Enfin, je me résignai à l'abandonner pour quelques heures. Je rejoignis le grand salon où une voix cristalline transcendait l'assemblée. Mère conversait avec le seul homme de l'auditoire et lorsqu'elle m'aperçut, me fit signe d'approcher. Mais, l'inconnu m’avait déjà flairé, tel un prédateur. Une sensation froide et vive saisit ma peau quand sa langue se délecta sur ses lèvres déformées.


Grâce au Ciel, la duchesse de la Laronière annonça mon passage. Je m'installai sur le tabouret et mes épaules s'affaissèrent de soulagement. Je fermai les yeux pour m'isoler et mes doigts entamèrent un extrait des suites françaises de Bach. Les sons bondirent sur les pans de murs diffusant la mélodie autour des spectateurs.

Sur les dernières notes, j'élevai ma voix au-dessus de ces faux-semblants.


Je quittai la scène sous les applaudissements et profitai de ces minutes pour observer les visages croisés maintes et maintes fois lors de mondanités. Les noms s'empilaient dans ma tête laissant de la place pour mes rencontres à venir.

Mère me félicita ! Une première ! Ma prestation fut au-delà de ses espérances et de nombreuses personnes avaient manifesté de l'intérêt pour moi et ma candidature forcée. Elle me pressa pour rentrer à la maison, car selon ses dires, elle avait mille choses à régler. Je la suivis, soulagée de ne pas avoir à subir la présentation de l'homme repoussant.


De retour au manoir, je surpris Anceline en pleurs, devant la porte de mon jumeau.


— Il s’est enfermé dans sa chambre, m'expliqua-t-elle anéantie.

— Que s'est-il passé ?

— Votre père...

— Quoi ? Il a encore humilié Victor ! Ce sera la dernière fois ! Anceline, je dois vous confier notre départ. Nous ne pouvons plus rester dans cette vie qui ne nous appartient pas !

— Quand, articula-t-elle les sanglots plein la voix.

— Pendant le bal, je voulais vous faire mes adieux demain, mais je ne peux plus vous le cacher ! Vous avez été la mère dont j'ai rêvé, notre confidente si bienveillante. Vous demeurerez à jamais dans nos cœurs !

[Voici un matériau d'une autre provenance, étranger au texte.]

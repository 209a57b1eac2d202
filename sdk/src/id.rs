//! Ledger entity identifiers.
//!
//! Accounts and tokens are addressed by a `shard.realm.num` triple; an NFT
//! is a token id plus a serial number. All three are plain `Copy` values
//! with structural equality, so they make good map keys.
//!
//! [`EntityId`] is the closed sum of the three. APIs that take "some kind of
//! id" accept `impl Into<EntityId>` and narrow it with `TryFrom`, which turns
//! "you passed a token where an account was expected" into an
//! [`Error::InvalidArgument`] instead of a silent mix-up.

use serde::{Deserialize, Serialize};
use std::fmt;
use std::str::FromStr;

use crate::error::{Error, Result};

/// An account on the ledger: `shard.realm.num`.
#[derive(Debug, Clone, Copy, PartialEq, Eq, Hash, PartialOrd, Ord, Serialize, Deserialize)]
pub struct AccountId {
    pub shard: u64,
    pub realm: u64,
    pub num: u64,
}

/// A fungible or non-fungible token type: `shard.realm.num`.
#[derive(Debug, Clone, Copy, PartialEq, Eq, Hash, PartialOrd, Ord, Serialize, Deserialize)]
pub struct TokenId {
    pub shard: u64,
    pub realm: u64,
    pub num: u64,
}

/// One NFT: the token type plus its serial number, written `0.0.5/12`.
#[derive(Debug, Clone, Copy, PartialEq, Eq, Hash, PartialOrd, Ord, Serialize, Deserialize)]
pub struct NftId {
    pub token_id: TokenId,
    pub serial: i64,
}

impl AccountId {
    pub const fn new(shard: u64, realm: u64, num: u64) -> Self {
        Self { shard, realm, num }
    }
}

impl TokenId {
    pub const fn new(shard: u64, realm: u64, num: u64) -> Self {
        Self { shard, realm, num }
    }

    /// Shorthand for `NftId::new(self, serial)`.
    pub fn nft(self, serial: i64) -> NftId {
        NftId::new(self, serial)
    }
}

impl NftId {
    pub const fn new(token_id: TokenId, serial: i64) -> Self {
        Self { token_id, serial }
    }
}

/// Parses `shard.realm.num`. Whitespace and missing parts are errors.
fn parse_triple(s: &str, kind: &str) -> Result<(u64, u64, u64)> {
    let invalid = || Error::InvalidArgument(format!("invalid {kind} id: {s:?}"));
    let mut parts = s.split('.');
    let mut next = || -> Result<u64> {
        parts
            .next()
            .and_then(|p| p.parse::<u64>().ok())
            .ok_or_else(invalid)
    };
    let triple = (next()?, next()?, next()?);
    if parts.next().is_some() {
        return Err(invalid());
    }
    Ok(triple)
}

impl FromStr for AccountId {
    type Err = Error;

    fn from_str(s: &str) -> Result<Self> {
        let (shard, realm, num) = parse_triple(s, "account")?;
        Ok(Self::new(shard, realm, num))
    }
}

impl FromStr for TokenId {
    type Err = Error;

    fn from_str(s: &str) -> Result<Self> {
        let (shard, realm, num) = parse_triple(s, "token")?;
        Ok(Self::new(shard, realm, num))
    }
}

impl FromStr for NftId {
    type Err = Error;

    fn from_str(s: &str) -> Result<Self> {
        let (token, serial) = s
            .split_once('/')
            .ok_or_else(|| Error::InvalidArgument(format!("invalid nft id: {s:?}")))?;
        let serial = serial
            .parse::<i64>()
            .ok()
            .filter(|serial| *serial > 0)
            .ok_or_else(|| Error::InvalidArgument(format!("invalid nft serial: {s:?}")))?;
        Ok(Self::new(token.parse()?, serial))
    }
}

impl fmt::Display for AccountId {
    fn fmt(&self, f: &mut fmt::Formatter<'_>) -> fmt::Result {
        write!(f, "{}.{}.{}", self.shard, self.realm, self.num)
    }
}

impl fmt::Display for TokenId {
    fn fmt(&self, f: &mut fmt::Formatter<'_>) -> fmt::Result {
        write!(f, "{}.{}.{}", self.shard, self.realm, self.num)
    }
}

impl fmt::Display for NftId {
    fn fmt(&self, f: &mut fmt::Formatter<'_>) -> fmt::Result {
        write!(f, "{}/{}", self.token_id, self.serial)
    }
}

// ---------------------------------------------------------------------------
// EntityId
// ---------------------------------------------------------------------------

/// Any identifier the ledger knows about.
#[derive(Debug, Clone, Copy, PartialEq, Eq, Hash)]
pub enum EntityId {
    Account(AccountId),
    Token(TokenId),
    Nft(NftId),
}

impl EntityId {
    /// Human name of the variant, used in error messages.
    pub fn kind(&self) -> &'static str {
        match self {
            Self::Account(_) => "account",
            Self::Token(_) => "token",
            Self::Nft(_) => "nft",
        }
    }

    fn mismatch(self, expected: &str) -> Error {
        Error::InvalidArgument(format!(
            "expected {expected} id, got {} id {self}",
            self.kind()
        ))
    }
}

impl fmt::Display for EntityId {
    fn fmt(&self, f: &mut fmt::Formatter<'_>) -> fmt::Result {
        match self {
            Self::Account(id) => id.fmt(f),
            Self::Token(id) => id.fmt(f),
            Self::Nft(id) => id.fmt(f),
        }
    }
}

impl From<AccountId> for EntityId {
    fn from(id: AccountId) -> Self {
        Self::Account(id)
    }
}

impl From<TokenId> for EntityId {
    fn from(id: TokenId) -> Self {
        Self::Token(id)
    }
}

impl From<NftId> for EntityId {
    fn from(id: NftId) -> Self {
        Self::Nft(id)
    }
}

impl TryFrom<EntityId> for AccountId {
    type Error = Error;

    fn try_from(id: EntityId) -> Result<Self> {
        match id {
            EntityId::Account(account) => Ok(account),
            other => Err(other.mismatch("account")),
        }
    }
}

impl TryFrom<EntityId> for TokenId {
    type Error = Error;

    fn try_from(id: EntityId) -> Result<Self> {
        match id {
            EntityId::Token(token) => Ok(token),
            other => Err(other.mismatch("token")),
        }
    }
}

impl TryFrom<EntityId> for NftId {
    type Error = Error;

    fn try_from(id: EntityId) -> Result<Self> {
        match id {
            EntityId::Nft(nft) => Ok(nft),
            other => Err(other.mismatch("nft")),
        }
    }
}
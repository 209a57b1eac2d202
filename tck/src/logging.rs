//! # Structured Logging
//!
//! Sets up the `tracing` subscriber. Output goes to stderr; `RUST_LOG`
//! overrides the default filter.

use anyhow::{anyhow, Result};
use tracing_subscriber::{fmt, layer::SubscriberExt, util::SubscriberInitExt, EnvFilter};

/// Default filter when `RUST_LOG` is unset. The SDK's per-attempt logs are
/// at debug, so they stay quiet unless asked for.
pub const DEFAULT_FILTER: &str = "hiero_tck=info,hiero_sdk=info,tower_http=info";

/// Log output format.
#[derive(Debug, Clone, Copy, PartialEq, Eq)]
pub enum LogFormat {
    /// Human-readable, colored output.
    Pretty,
    /// One JSON object per line.
    Json,
}

impl LogFormat {
    /// Accepts "json" or "pretty" in any case. Anything else is `Pretty`.
    pub fn from_str_lossy(s: &str) -> Self {
        match s.to_lowercase().as_str() {
            "json" => LogFormat::Json,
            _ => LogFormat::Pretty,
        }
    }
}

/// Installs the global subscriber. Fails if one is already installed.
pub fn init_logging(default_filter: &str, format: LogFormat) -> Result<()> {
    let env_filter =
        EnvFilter::try_from_default_env().unwrap_or_else(|_| EnvFilter::new(default_filter));

    let installed = match format {
        LogFormat::Pretty => tracing_subscriber::registry()
            .with(env_filter)
            .with(
                fmt::layer()
                    .with_writer(std::io::stderr)
                    .with_target(true)
                    .with_file(true)
                    .with_line_number(true),
            )
            .try_init(),
        LogFormat::Json => tracing_subscriber::registry()
            .with(env_filter)
            .with(fmt::layer().json().with_writer(std::io::stderr).with_target(true))
            .try_init(),
    };
    installed.map_err(|e| anyhow!("failed to install tracing subscriber: {e}"))?;

    tracing::info!(?format, "logging initialized");
    Ok(())
}

#[cfg(test)]
mod tests {
    use super::*;

    #[test]
    fn format_parsing_is_lossy() {
        assert_eq!(LogFormat::from_str_lossy("JSON"), LogFormat::Json);
        assert_eq!(LogFormat::from_str_lossy("pretty"), LogFormat::Pretty);
        assert_eq!(LogFormat::from_str_lossy("yaml"), LogFormat::Pretty);
    }
}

— Mes enfants s'envolent ! pleura-t-elle. Cette nouvelle déchire ma vie, mais je vous comprends et vous soutiens. Je mettrai tout en œuvre pour vous apporter mon aide.


Cette femme merveilleuse entoura son bras sur mes épaules et m’entraîna vers mon frère en perdition. Mon roc brisé était recroquevillé dans un coin. Malgré les tentures fermées, je devinai ses larmes sur son visage. J'ouvris les rideaux et la soudaine luminosité lui arracha une grimace qui accentua ses traits déjà tirés.

La gorge serrée, il n’arrivait pas à déglutir. Il s’étouffait.


— Respire ! l’implorai-je.


Mon corps cria à l’injustice. Le stress passé, présent me dévorait. Nous étions à nouveau pris dans la spirale infernale de la violence psychologique. Malgré les atrocités entendues depuis notre enfance, cette nouvelle épreuve était insurmontable. Car, c'était celle de trop !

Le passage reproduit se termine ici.